== WORK TO COMPLETE ==
Those lines of the data that hold the word "Stop" are to be copied out.

== DATASET ENTRIES ==
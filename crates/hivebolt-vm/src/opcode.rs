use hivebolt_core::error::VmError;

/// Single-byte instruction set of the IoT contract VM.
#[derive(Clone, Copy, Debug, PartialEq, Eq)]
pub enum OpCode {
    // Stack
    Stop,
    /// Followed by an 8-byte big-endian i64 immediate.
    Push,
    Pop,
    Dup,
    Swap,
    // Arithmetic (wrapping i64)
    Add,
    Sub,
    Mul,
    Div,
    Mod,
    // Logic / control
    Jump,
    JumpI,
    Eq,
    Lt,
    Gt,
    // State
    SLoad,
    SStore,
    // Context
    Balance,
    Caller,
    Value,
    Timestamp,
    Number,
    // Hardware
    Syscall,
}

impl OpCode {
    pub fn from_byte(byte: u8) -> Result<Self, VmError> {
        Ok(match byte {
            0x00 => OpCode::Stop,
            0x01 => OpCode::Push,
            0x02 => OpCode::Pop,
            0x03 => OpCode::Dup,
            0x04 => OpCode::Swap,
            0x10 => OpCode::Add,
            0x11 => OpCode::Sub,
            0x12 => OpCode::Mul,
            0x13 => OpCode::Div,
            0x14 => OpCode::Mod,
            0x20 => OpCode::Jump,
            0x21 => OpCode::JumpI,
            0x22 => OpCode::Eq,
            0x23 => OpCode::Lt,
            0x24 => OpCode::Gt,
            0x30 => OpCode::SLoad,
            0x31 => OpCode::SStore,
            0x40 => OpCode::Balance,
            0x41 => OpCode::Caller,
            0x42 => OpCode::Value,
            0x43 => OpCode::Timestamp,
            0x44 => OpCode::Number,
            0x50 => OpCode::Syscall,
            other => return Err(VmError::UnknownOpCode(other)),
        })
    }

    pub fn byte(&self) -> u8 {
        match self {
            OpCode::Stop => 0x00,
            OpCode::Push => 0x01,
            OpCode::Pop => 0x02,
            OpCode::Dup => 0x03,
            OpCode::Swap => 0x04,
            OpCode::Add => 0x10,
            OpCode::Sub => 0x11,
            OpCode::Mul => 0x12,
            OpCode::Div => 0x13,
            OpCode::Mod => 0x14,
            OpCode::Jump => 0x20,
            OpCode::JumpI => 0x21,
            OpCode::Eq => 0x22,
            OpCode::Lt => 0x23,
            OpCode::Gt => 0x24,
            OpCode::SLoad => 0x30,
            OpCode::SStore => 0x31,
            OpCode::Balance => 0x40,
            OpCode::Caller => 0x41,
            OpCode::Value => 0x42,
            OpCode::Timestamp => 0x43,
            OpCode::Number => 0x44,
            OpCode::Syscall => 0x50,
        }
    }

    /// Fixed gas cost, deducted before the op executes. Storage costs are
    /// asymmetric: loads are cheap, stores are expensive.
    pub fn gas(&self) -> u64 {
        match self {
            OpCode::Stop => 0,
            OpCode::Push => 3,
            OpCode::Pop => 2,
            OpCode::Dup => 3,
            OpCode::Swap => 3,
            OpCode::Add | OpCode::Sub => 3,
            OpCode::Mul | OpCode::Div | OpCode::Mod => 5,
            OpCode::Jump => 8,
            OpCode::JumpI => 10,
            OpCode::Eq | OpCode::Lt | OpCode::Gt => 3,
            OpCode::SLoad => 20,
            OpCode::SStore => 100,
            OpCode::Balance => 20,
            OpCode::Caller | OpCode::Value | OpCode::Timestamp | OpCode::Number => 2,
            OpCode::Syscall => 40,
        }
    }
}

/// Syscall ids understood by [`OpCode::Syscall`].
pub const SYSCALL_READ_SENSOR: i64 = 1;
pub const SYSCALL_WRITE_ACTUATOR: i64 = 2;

== RESPONSE ==
    Stop,
            0x00 => OpCode::Stop,
            OpCode::Stop => 0x00,
            OpCode::Stop => 0,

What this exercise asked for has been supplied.